Поэт так же трепетно относился и к своим изысканиям в области этимологии, словообразования в произведениях. Хлебников практически никогда не вводил в свои стихи некий элемент только лишь для «красного словца», стараясь для каждого явления, реалии, события найти единственный возможный выразитель в русском языке.

Поэтому, вполне обоснованным выглядит принцип перевода не внешних оболочек слов, но внутренней их формы в некоторых параморфных парасемантических стихотворениях исследуемого сборника.

Так, Алесь Рязанов, избирая производящим слово «рогат», старается максимально приблизить переводимое стихотворение к сознанию белорусского читателя, ведь белорусский излишне «ассимиляционно-мягкий» [с'м']ех больше напоминает полонизм, элемент чужеродной культуры. Однако, поэт оставляет за собой право и на некоторое творческое соревнование, заменяя сатирический пафос трагическим. Ассоциативный ряд, вызываемый окказионализмами малоприятен: рагачы (нечто рогатое, черти; «рагач» – распространённая кличка быка у белорусов), рагачарце (чарка), рагачвары (пачвары), ў рагачме (у карчме) и т. п. В воображении рисуется картина некоей адской вакханалии: тема «поэта и толпы», доминирующая в оригинальном стихотворении, уступает место теме «пошлости и порочности жизни обывателей». Перевод Рязанова – новый взгляд, новое прочтение «Заклятия смехом».

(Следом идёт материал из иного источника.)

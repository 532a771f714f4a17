//! Source reader for the F1 warehouse load.
//!
//! Reads the six fixed CSV exports into Polars DataFrames, turning the `\N`
//! marker into nulls and checking that each file carries the columns the
//! transforms rely on.

pub mod error;
pub mod reader;

pub use error::{IngestError, Result};
pub use reader::{
    SourceTables, read_source_table, read_sources, require_columns, validate_encoding,
};
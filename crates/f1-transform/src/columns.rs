//! Column checks and the internal working-column names used during joins.

use f1_common::missing_columns;
use polars::prelude::DataFrame;

use crate::error::{Result, TransformError};

/// Synthesized race identifier on the results side.
pub(crate) const RESULT_RACE_ID: &str = "__race_id";
/// Status description pulled from the status table for the description join.
pub(crate) const STATUS_TEXT: &str = "__status_text";
/// Status identifier recovered from the description join.
pub(crate) const RESULT_STATUS_ID: &str = "__status_id";
/// Circuit attributes carried over from the circuits table.
pub(crate) const CIRCUIT_NAME: &str = "__circuit_name";
pub(crate) const CIRCUIT_COUNTRY: &str = "__circuit_country";

/// Fail with [`TransformError::MissingColumn`] for the first absent column.
pub fn require_columns(df: &DataFrame, table: &str, required: &[&str]) -> Result<()> {
    match missing_columns(df, required).into_iter().next() {
        Some(column) => Err(TransformError::MissingColumn {
            column,
            table: table.to_string(),
        }),
        None => Ok(()),
    }
}
use f1_model::{Dimension, ErrorKind};
use polars::prelude::PolarsError;
use thiserror::Error;

#[derive(Debug, Error)]
pub enum TransformError {
    #[error("required column '{column}' not found in {table}")]
    MissingColumn { column: String, table: String },
    #[error("no key lookup loaded for {0}")]
    MissingLookup(Dimension),
    #[error("dataframe error: {0}")]
    DataFrame(#[from] PolarsError),
}

impl TransformError {
    pub fn kind(&self) -> ErrorKind {
        ErrorKind::Schema
    }
}

pub type Result<T> = std::result::Result<T, TransformError>;
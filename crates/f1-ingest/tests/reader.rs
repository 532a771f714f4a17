use std::fs;
use std::path::Path;

use f1_ingest::{IngestError, read_source_table, read_sources};
use f1_model::{ErrorKind, SourceFile};
use polars::prelude::DataType;
use tempfile::TempDir;

const DRIVERS: &str = "driverId,givenName,familyName,code,nationality,dateOfBirth\n\
1,Lewis,Hamilton,HAM,British,1985-01-07\n\
2,Nico,Rosberg,\\N,German,1985-06-27\n";
const CONSTRUCTORS: &str = "constructorId,constructorName,nationality\n1,McLaren,British\n";
const STATUS: &str = "statusId,status\n1,Finished\n2,Disqualified\n";
const RACES: &str = "season,round,raceName,circuitId,date\n2021,1,Bahrain GP,bahrain,2021-03-28\n";
const CIRCUITS: &str = "circuitId,circuitName,country\nbahrain,Bahrain International Circuit,Bahrain\n";
const RESULTS: &str = "season,round,status,driverId,constructorId,grid,position,points,laps,fastestLapRank,averageSpeed\n\
2021,1,Finished,1,1,2,1,25,56,4,208.2\n\
2021,1,Finished,2,1,1,2,18,56,\\N,\\N\n";

fn write_snapshot(dir: &Path) {
    let files = [
        (SourceFile::Drivers, DRIVERS),
        (SourceFile::Constructors, CONSTRUCTORS),
        (SourceFile::Status, STATUS),
        (SourceFile::Races, RACES),
        (SourceFile::Circuits, CIRCUITS),
        (SourceFile::RaceResults, RESULTS),
    ];
    for (source, contents) in files {
        fs::write(dir.join(source.file_name()), contents).expect("write source file");
    }
}

#[test]
fn reads_all_sources_and_maps_null_marker() {
    let dir = TempDir::new().expect("temp dir");
    write_snapshot(dir.path());

    let tables = read_sources(dir.path()).expect("read sources");
    assert_eq!(tables.drivers.height(), 2);
    assert_eq!(tables.results.height(), 2);

    let code = tables.drivers.column("code").unwrap();
    assert_eq!(code.null_count(), 1);
    assert_eq!(code.str().unwrap().get(0), Some("HAM"));
    assert_eq!(code.str().unwrap().get(1), None);

    let rank = tables.results.column("fastestLapRank").unwrap();
    assert_eq!(rank.dtype(), &DataType::Int64);
    assert_eq!(rank.null_count(), 1);
}

#[test]
fn missing_file_aborts_the_read() {
    let dir = TempDir::new().expect("temp dir");
    write_snapshot(dir.path());
    fs::remove_file(dir.path().join("circuits.csv")).expect("remove circuits");

    let err = read_sources(dir.path()).unwrap_err();
    match &err {
        IngestError::FileNotFound { path } => assert!(path.ends_with("circuits.csv")),
        other => panic!("unexpected error: {other}"),
    }
    assert_eq!(err.kind(), ErrorKind::Io);
}

#[test]
fn missing_column_is_a_schema_error() {
    let dir = TempDir::new().expect("temp dir");
    write_snapshot(dir.path());
    fs::write(
        dir.path().join("status.csv"),
        "statusId,description\n1,Finished\n",
    )
    .expect("rewrite status");

    let err = read_sources(dir.path()).unwrap_err();
    match &err {
        IngestError::MissingColumn { column, table } => {
            assert_eq!(column, "status");
            assert_eq!(table, "status");
        }
        other => panic!("unexpected error: {other}"),
    }
    assert_eq!(err.kind(), ErrorKind::Schema);
}

#[test]
fn missing_directory_is_reported() {
    let dir = TempDir::new().expect("temp dir");
    let err = read_sources(&dir.path().join("nope")).unwrap_err();
    assert!(matches!(err, IngestError::DirectoryNotFound { .. }));
}

#[test]
fn headers_are_trimmed() {
    let dir = TempDir::new().expect("temp dir");
    let path = dir.path().join("status.csv");
    fs::write(&path, "\u{feff}statusId , status\n1,Finished\n").expect("write status");

    let df = read_source_table(&path).expect("read status");
    let names: Vec<String> = df
        .get_column_names()
        .iter()
        .map(|name| name.to_string())
        .collect();
    assert_eq!(names, vec!["statusId", "status"]);
}

#[test]
fn races_may_omit_race_id() {
    let dir = TempDir::new().expect("temp dir");
    write_snapshot(dir.path());

    let tables = read_sources(dir.path()).expect("read sources");
    assert!(tables.races.column("raceId").is_err());
    assert_eq!(
        tables.races.column("season").unwrap().dtype(),
        &DataType::Int64
    );
}
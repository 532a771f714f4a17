use std::fs::File;
use std::io::BufWriter;
use std::path::Path;
use std::time::Instant;

use anyhow::{Context, Result};
use serde::Serialize;
use tracing::{Instrument, info, info_span};

use f1_cli::config::EtlConfig;
use f1_cli::pipeline::{PipelineError, load, prepare, read_stage};
use f1_model::{ErrorKind, RunReport, Stage, TableLoad};
use f1_store::PgWarehouse;

/// Read, prepare, connect, load. The pool is closed whether the load
/// succeeds or not.
pub async fn run_load(config: &EtlConfig) -> Result<RunReport, PipelineError> {
    let start = Instant::now();
    info!(
        input_dir = %config.input_dir.display(),
        database = %config.redacted_database_url(),
        batch_size = config.batch_size,
        "starting load"
    );

    let sources = read_stage(&config.input_dir)?;
    let prepared = prepare(&sources)?;

    let mut store = PgWarehouse::connect(&config.database_url, config.store_options())
        .instrument(info_span!("connect"))
        .await
        .map_err(|err| PipelineError::new(Stage::Connect, &[], err))?;

    let outcome = load(&mut store, &prepared).await;
    store.close().await;

    let mut report = outcome?;
    report.duration_ms = u64::try_from(start.elapsed().as_millis()).unwrap_or(u64::MAX);
    info!(
        rows = report.total_rows(),
        duration_ms = report.duration_ms,
        "load complete"
    );
    Ok(report)
}

/// JSON document written by `--report`.
#[derive(Debug, Serialize)]
#[serde(tag = "status", rename_all = "snake_case")]
pub enum ReportFile<'a> {
    Succeeded {
        #[serde(flatten)]
        report: &'a RunReport,
    },
    Failed {
        stage: Stage,
        kind: ErrorKind,
        error: String,
        loaded: &'a [TableLoad],
    },
}

impl<'a> ReportFile<'a> {
    pub fn from_outcome(outcome: &'a Result<RunReport, PipelineError>) -> Self {
        match outcome {
            Ok(report) => Self::Succeeded { report },
            Err(error) => Self::Failed {
                stage: error.stage,
                kind: error.kind(),
                error: error.to_string(),
                loaded: &error.loaded,
            },
        }
    }
}

pub fn write_report(path: &Path, report: &ReportFile<'_>) -> Result<()> {
    let file = File::create(path)
        .with_context(|| format!("create report file {}", path.display()))?;
    serde_json::to_writer_pretty(BufWriter::new(file), report)
        .with_context(|| format!("write report file {}", path.display()))?;
    Ok(())
}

Тягу Рязанова к поэтическому соревнованию с признанным мастером слова можно наблюдать и во многих других стихотворениях рассматриваемой группы:

Времыши – камыши

На озера береге,

Где каменья временем,

Где время каменьем.

На берега озере

Времыши, камыши,

На озера береге

Священно шумящие.

(Оригинал)

Чарот-вечарот

На возераберазе,

Дзе векамань – каменнем,

Каменне – векаманню.

На возераберазе

Чарот, вечарот,

На вечараберазе

Веча шумливае.

(Перевод)

Перед нами эволюция образа: на начальном этапе два элемента сливаются воедино (на озера береге на возераберазе (комплексная семантика)), после полученный образ начинает взаимодействовать уже с образом самого Рязанова (чарот-вечарот + на возераберазе = на вечараберазе). Произведение получает новые интерпретации.

Подобных примеров множество: «Полночная коса» в переводе Рязанова становится «паўночнай», соединяя в себе семы «полночь» и «север» («Снежно-могучая краса»); «число» становится «лікам», отсылая читателя к архаизму лик 'лицо' («Зверь + число») и т. д.

Стихотворения данной группы иллюстрируют принцип «внутреннего» перевода, перевода не столько внешней формы, сколько глубинного содержания и, вместе с тем, демонстрируют тягу поэта, которому обычно тесно в рамках формального перевода, к творческому самовыражению.